[Source records]
• • • • •

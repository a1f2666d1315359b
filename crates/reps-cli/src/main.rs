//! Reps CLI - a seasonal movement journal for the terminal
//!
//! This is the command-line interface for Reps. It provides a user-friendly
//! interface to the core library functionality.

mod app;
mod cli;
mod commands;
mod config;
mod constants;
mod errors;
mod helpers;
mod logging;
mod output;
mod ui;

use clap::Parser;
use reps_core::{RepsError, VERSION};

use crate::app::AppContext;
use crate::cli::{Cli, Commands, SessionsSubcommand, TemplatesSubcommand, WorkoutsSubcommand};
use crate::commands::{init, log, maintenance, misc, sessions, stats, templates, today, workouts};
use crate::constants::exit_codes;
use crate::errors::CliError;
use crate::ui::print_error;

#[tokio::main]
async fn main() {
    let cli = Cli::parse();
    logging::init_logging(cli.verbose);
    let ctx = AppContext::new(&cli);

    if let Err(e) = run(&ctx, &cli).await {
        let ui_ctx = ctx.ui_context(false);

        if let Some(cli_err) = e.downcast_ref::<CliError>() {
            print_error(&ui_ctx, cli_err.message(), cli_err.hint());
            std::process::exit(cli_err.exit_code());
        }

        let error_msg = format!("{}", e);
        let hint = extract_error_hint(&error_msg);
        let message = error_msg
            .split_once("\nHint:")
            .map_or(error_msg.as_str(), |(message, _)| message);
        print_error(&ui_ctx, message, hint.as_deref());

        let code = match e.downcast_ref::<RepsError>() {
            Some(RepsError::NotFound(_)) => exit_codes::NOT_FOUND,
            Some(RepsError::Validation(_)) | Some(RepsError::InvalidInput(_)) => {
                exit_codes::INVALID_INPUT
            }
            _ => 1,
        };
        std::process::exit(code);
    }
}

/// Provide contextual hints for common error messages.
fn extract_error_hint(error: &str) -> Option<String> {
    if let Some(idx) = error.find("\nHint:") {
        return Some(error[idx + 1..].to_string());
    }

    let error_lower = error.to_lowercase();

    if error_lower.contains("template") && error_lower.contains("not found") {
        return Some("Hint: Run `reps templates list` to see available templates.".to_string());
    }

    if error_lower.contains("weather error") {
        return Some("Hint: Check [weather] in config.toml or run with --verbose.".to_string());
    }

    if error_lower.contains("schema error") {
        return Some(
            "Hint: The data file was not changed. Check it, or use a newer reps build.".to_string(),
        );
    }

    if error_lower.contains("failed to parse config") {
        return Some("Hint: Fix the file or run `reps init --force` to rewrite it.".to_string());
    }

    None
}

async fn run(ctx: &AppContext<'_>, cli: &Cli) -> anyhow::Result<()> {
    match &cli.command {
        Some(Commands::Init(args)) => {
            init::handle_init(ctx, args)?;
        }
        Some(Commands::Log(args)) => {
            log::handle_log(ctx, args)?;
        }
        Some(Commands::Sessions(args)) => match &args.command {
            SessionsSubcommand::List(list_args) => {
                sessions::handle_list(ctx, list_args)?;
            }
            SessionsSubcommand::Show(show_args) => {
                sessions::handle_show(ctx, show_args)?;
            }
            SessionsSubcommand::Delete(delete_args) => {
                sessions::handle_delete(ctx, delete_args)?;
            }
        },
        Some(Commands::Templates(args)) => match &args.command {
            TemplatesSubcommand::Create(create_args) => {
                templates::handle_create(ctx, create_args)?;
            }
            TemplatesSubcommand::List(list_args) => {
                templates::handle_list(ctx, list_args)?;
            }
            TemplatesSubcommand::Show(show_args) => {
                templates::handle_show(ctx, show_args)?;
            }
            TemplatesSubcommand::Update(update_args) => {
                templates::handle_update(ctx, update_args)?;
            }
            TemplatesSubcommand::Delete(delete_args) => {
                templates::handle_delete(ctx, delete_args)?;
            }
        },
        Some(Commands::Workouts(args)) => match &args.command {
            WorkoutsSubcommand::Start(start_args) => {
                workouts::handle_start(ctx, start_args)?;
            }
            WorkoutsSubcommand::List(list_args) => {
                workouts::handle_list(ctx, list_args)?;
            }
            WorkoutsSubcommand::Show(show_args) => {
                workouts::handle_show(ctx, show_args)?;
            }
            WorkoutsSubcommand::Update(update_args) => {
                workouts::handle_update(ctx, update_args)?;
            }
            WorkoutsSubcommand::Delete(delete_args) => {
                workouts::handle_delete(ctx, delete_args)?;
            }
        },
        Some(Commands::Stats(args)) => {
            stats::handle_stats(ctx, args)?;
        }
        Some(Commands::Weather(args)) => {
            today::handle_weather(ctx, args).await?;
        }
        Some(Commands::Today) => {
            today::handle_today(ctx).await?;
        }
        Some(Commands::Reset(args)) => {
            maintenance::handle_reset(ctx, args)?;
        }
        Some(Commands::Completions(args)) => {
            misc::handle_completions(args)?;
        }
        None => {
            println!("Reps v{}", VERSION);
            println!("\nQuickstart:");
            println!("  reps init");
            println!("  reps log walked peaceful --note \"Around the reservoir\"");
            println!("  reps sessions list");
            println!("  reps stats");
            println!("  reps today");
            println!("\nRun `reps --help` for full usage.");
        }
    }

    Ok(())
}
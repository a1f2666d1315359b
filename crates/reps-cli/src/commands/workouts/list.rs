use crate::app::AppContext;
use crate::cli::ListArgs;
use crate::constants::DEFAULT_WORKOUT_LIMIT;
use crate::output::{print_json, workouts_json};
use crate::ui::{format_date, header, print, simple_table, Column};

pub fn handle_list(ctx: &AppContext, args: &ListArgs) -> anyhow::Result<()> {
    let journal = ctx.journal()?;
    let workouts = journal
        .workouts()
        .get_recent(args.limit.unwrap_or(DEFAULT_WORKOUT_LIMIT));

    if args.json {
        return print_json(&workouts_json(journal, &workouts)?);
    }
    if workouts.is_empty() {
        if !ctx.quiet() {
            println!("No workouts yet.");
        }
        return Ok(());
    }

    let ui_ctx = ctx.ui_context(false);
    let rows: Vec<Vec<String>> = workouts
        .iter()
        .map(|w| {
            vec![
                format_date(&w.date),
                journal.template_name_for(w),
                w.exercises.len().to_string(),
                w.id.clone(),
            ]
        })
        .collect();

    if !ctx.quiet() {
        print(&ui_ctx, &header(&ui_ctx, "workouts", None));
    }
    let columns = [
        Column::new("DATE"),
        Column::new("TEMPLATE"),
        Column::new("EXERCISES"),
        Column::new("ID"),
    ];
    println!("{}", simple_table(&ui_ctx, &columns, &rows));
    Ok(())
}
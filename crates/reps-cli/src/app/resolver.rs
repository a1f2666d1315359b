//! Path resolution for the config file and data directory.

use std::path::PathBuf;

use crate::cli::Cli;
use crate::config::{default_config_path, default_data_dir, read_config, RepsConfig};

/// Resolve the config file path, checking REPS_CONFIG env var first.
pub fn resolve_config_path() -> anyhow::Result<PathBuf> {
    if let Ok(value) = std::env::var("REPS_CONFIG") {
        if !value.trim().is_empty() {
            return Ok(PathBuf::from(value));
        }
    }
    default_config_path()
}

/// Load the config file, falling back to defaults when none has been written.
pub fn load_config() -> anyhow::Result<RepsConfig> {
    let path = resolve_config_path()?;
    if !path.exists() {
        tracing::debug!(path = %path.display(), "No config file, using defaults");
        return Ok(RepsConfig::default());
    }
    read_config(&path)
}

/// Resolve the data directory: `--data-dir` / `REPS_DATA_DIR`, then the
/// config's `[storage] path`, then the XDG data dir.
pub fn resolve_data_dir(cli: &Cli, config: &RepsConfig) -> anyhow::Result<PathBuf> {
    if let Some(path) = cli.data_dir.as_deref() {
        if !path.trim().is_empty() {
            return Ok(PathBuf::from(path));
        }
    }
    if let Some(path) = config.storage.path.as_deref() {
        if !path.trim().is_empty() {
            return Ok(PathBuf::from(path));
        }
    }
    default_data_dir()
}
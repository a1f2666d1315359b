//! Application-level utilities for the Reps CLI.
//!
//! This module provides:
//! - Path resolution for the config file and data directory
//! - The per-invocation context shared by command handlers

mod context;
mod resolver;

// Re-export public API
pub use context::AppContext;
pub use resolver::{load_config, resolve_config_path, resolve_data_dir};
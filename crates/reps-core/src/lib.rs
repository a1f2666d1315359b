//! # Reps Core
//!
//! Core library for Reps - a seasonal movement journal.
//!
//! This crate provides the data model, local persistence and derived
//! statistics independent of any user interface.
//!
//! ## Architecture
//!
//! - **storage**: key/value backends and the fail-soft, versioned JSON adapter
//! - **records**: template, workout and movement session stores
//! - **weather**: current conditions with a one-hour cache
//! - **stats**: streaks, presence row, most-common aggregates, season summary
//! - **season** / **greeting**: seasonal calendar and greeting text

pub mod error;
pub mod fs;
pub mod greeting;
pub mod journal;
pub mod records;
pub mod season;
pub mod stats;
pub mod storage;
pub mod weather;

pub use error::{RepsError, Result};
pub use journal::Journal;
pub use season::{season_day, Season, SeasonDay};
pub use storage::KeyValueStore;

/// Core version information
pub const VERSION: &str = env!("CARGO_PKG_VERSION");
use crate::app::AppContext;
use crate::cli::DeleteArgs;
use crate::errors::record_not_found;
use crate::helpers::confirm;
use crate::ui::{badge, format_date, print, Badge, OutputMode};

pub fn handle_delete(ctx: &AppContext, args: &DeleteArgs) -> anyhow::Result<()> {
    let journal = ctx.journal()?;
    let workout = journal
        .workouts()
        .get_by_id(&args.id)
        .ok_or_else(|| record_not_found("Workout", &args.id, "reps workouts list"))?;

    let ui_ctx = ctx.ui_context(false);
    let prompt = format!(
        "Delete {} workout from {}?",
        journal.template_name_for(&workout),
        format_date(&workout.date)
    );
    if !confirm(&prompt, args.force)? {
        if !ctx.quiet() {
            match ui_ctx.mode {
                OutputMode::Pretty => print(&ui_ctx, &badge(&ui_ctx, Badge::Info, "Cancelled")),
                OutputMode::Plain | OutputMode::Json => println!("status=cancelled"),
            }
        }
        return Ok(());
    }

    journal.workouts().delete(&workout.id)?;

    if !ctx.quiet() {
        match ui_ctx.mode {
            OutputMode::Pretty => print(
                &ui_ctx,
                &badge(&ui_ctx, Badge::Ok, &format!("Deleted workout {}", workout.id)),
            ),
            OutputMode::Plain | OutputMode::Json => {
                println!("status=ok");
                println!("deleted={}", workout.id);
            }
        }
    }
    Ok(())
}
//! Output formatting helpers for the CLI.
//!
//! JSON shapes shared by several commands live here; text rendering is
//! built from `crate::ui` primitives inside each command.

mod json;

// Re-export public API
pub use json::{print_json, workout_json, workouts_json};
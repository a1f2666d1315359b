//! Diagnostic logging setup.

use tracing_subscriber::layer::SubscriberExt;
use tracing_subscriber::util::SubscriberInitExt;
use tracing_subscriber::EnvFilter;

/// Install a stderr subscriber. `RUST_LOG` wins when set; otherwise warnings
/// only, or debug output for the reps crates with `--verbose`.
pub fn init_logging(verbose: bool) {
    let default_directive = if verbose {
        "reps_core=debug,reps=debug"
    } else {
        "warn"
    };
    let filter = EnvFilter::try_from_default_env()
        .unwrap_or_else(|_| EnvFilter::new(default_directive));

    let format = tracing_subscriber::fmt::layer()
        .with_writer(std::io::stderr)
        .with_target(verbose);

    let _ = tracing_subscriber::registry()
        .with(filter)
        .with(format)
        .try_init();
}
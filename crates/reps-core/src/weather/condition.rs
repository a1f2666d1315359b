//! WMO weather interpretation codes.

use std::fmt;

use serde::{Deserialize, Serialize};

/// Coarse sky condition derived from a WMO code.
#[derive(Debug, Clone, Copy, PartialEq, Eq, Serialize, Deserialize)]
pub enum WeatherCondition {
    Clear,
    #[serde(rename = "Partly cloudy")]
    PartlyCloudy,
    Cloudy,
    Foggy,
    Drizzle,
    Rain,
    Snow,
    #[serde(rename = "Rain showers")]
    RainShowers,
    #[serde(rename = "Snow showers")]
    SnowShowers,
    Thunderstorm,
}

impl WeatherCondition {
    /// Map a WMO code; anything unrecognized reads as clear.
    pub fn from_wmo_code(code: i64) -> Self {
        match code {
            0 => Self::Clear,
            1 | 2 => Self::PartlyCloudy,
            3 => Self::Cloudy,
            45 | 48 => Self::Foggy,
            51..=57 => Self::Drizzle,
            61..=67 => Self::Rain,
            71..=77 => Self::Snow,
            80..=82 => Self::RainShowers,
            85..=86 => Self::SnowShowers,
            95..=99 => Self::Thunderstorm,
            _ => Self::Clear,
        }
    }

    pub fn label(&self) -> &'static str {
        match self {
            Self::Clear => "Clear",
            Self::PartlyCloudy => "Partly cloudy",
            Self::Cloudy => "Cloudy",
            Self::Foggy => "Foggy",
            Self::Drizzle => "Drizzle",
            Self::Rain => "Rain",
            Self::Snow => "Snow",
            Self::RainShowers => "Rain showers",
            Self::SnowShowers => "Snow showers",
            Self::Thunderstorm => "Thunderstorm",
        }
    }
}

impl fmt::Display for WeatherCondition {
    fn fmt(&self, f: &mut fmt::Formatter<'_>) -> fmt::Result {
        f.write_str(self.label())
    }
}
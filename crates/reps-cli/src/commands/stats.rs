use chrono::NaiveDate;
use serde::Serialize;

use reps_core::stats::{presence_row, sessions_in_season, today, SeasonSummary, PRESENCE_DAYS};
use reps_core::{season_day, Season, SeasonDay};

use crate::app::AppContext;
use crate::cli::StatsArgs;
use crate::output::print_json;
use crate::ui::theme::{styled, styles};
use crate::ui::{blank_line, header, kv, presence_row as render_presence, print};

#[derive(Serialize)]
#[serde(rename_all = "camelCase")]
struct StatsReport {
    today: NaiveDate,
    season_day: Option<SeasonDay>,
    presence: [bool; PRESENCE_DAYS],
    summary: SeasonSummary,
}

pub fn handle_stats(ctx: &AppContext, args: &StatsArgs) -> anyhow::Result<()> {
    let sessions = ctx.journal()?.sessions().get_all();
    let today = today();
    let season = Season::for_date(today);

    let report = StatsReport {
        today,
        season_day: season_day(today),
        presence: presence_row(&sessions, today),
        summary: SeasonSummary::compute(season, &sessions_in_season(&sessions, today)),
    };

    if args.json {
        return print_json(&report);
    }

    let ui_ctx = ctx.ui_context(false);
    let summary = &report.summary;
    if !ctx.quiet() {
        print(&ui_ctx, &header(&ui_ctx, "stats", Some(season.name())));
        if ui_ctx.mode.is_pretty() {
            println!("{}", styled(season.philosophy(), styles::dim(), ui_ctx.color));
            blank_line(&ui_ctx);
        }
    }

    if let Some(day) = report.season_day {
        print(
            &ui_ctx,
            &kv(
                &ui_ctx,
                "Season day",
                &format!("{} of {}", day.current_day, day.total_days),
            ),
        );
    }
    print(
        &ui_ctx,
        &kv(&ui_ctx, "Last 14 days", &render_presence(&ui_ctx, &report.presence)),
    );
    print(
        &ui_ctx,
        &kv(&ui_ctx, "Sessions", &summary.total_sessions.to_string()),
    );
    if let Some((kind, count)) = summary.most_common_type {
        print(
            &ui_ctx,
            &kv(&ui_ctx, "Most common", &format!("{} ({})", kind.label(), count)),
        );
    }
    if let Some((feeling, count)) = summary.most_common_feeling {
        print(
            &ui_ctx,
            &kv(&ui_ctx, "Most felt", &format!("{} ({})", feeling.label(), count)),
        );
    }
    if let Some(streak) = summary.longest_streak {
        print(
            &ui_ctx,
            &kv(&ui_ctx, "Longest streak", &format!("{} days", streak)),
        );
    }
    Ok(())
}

• • • • •

Work to complete: Look above for the line with "use clap::Parser;" and the line with "let ctx = AppContext::new(&cli);", and reproduce exactly those two lines plus every line between, nothing more.

Written response:
use clap::Parser;
use reps_core::{RepsError, VERSION};

use crate::app::AppContext;
use crate::cli::{Cli, Commands, SessionsSubcommand, TemplatesSubcommand, WorkoutsSubcommand};
use crate::commands::{init, log, maintenance, misc, sessions, stats, templates, today, workouts};
use crate::constants::exit_codes;
use crate::errors::CliError;
use crate::ui::print_error;

#[tokio::main]
async fn main() {
    let cli = Cli::parse();
    logging::init_logging(cli.verbose);
    let ctx = AppContext::new(&cli);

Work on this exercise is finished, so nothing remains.